-- HOW TO COMPLETE THIS TASK --
Whenever a line of the records below contains the word "START", copy that line.

-- TASK DATA --
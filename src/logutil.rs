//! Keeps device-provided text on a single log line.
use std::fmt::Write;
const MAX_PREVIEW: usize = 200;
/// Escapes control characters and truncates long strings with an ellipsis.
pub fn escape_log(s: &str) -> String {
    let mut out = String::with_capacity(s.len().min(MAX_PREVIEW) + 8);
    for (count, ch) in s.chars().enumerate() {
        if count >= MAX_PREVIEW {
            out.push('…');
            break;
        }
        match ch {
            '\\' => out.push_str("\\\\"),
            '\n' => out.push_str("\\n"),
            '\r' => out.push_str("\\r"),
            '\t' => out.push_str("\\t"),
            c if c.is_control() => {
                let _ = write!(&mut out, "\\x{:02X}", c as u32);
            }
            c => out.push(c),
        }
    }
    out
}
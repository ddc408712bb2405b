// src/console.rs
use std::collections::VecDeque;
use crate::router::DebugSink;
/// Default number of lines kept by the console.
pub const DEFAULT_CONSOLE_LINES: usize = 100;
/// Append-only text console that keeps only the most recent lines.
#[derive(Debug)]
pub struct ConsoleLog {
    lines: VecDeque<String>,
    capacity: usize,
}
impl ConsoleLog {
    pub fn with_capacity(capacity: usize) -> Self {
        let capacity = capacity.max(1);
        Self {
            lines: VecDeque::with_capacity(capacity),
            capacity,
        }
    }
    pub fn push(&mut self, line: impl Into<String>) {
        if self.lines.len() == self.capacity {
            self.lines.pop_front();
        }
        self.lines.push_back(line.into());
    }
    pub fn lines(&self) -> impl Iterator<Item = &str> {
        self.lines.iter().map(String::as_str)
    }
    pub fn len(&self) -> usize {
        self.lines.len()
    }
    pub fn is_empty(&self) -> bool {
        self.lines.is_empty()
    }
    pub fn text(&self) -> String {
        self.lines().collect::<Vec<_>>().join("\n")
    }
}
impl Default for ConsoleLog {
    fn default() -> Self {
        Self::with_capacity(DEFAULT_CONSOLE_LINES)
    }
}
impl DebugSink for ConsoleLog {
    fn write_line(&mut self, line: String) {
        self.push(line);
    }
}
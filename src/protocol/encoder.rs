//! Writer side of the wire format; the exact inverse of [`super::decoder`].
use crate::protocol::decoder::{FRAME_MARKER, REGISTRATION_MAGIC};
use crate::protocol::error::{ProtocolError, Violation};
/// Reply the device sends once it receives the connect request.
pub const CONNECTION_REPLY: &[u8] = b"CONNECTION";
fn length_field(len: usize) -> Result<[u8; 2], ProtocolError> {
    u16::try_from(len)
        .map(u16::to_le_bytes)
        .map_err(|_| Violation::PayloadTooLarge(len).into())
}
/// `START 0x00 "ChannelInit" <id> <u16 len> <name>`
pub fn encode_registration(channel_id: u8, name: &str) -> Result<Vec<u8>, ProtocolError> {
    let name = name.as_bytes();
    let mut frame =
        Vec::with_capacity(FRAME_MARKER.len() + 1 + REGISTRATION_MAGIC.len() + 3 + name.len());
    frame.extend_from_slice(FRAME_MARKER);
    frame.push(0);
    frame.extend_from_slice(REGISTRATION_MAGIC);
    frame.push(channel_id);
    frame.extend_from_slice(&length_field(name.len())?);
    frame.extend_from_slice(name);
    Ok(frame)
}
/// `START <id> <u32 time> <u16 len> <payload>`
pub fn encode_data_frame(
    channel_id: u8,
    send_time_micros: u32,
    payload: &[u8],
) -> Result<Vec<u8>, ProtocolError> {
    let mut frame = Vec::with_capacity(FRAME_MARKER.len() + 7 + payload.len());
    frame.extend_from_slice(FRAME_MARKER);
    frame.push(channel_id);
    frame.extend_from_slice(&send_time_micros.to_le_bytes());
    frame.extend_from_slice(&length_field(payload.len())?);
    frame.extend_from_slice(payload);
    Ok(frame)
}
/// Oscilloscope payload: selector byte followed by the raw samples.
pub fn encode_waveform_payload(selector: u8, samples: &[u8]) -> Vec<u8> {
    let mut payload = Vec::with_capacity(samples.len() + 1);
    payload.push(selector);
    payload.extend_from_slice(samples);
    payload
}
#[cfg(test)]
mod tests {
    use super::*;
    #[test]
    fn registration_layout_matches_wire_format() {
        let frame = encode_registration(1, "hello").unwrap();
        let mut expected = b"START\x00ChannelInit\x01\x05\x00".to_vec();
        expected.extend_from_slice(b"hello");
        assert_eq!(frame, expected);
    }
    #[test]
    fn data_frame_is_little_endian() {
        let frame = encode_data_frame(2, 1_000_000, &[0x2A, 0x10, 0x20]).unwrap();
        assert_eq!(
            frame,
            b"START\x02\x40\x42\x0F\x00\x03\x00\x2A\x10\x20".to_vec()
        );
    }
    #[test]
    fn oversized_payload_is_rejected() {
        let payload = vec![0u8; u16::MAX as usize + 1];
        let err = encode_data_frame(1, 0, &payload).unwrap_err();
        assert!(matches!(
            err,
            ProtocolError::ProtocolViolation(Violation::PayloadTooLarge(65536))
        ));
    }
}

-- ANSWER TO THIS PROBLEM --
/// `START 0x00 "ChannelInit" <id> <u16 len> <name>`
/// `START <id> <u32 time> <u16 len> <payload>`
        let mut expected = b"START\x00ChannelInit\x01\x05\x00".to_vec();
            b"START\x02\x40\x42\x0F\x00\x03\x00\x2A\x10\x20".to_vec()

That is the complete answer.